As the priest raised the sprinkler one last time, the fallen angel called out. Jan’s corpse levitated up from the floor and flew into his clawed hand.
He turned to me with a chilling smile.
I will see you in your dreams, dear one. We are linked, you and I. For all eternity.
Then he was gone.
34
“I
would
like a private word with the princess.” Igor stood just inside the door to my private hospital room. It was 4:00
A.M.
but he looked as fresh as if it was the beginning of his day. He’d showered and changed clothes in the hours since I’d last seen him. Looking at him now, you’d have no clue that he’d been up all night dealing with the fallout of everything that had happened in the last twenty-four hours. His black suit was immaculate, the crease in his pants sharp enough to shave with. The white dress shirt he wore almost gleamed under the fluorescent lights.
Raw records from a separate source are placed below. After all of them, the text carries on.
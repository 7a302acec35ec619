//! Resolve one committed location to coordinates.

use carefind_core::GeocodeResult;

use crate::client::NominatimClient;
use crate::error::GeocodeError;

/// Resolves a single place name with one request for the best match.
///
/// Unlike [`crate::RemoteResolver`], failures are surfaced: at commit time a
/// silent fallback would produce a wrong location.
#[derive(Debug, Clone)]
pub struct GeocodeClient {
    client: NominatimClient,
}

impl GeocodeClient {
    #[must_use]
    pub fn new(client: NominatimClient) -> Self {
        Self { client }
    }

    /// # Errors
    ///
    /// - [`GeocodeError::InvalidInput`] for a blank `place_name`.
    /// - [`GeocodeError::NotFound`] when the provider has no usable match.
    /// - Transport variants (see [`GeocodeError::is_remote_unavailable`]).
    pub async fn resolve(&self, place_name: &str) -> Result<GeocodeResult, GeocodeError> {
        let query = place_name.trim();
        if query.is_empty() {
            return Err(GeocodeError::InvalidInput(
                "place name must be non-empty".to_string(),
            ));
        }

        let places = self.client.search(query, 1).await?;
        let best = places
            .iter()
            .find_map(|place| place.coordinates().map(|c| (place, c)));

        match best {
            Some((place, coordinates)) => Ok(GeocodeResult {
                latitude: coordinates.lat,
                longitude: coordinates.lon,
                display_name: place.display_name.clone(),
            }),
            None => {
                tracing::info!(query, "geocode returned no usable result");
                Err(GeocodeError::NotFound {
                    query: query.to_string(),
                })
            }
        }
    }
}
Bruno, on the other hand, was a wreck. Slumped in the chair at my bedside, he wore the same clothes he’d thrown on in a hurry yesterday morning; his hair was rumpled and he had more than a shadow of a beard. Still, he was alert and wary as he sat up straighter in his seat. The look he gave me said as clearly as words that he didn’t think I was up to this.
He might have been right.
I am a fairly tough cookie, but everybody has a limit, and I was coming perilously close to mine. It wasn’t the violence, or even the demon—although I wondered if I’d ever relax enough to sleep soundly again. No, it was the memories. The things I’d seen in Mexico had cracked the protective magical shield that had blunted my memories of Ivy’s death and my torture. Seeing what had happened to Okalani had shattered that barrier entirely.
I remembered every cigarette burn, every cut, the threats and the terror. But most of all, I remembered my sheer helplessness as I watched my sister die a hideously gruesome death because she couldn’t control the ghouls her talent had raised. Each memory was as vivid, as raw, as the day it had happened.
I looked at Igor, who was standing silent and patient, then took a deep breath and shoved the memories into a box in my mind. I slammed down the lid and hoped it would hold. “I’ll be fine,” I said to Bruno. “Let us talk.”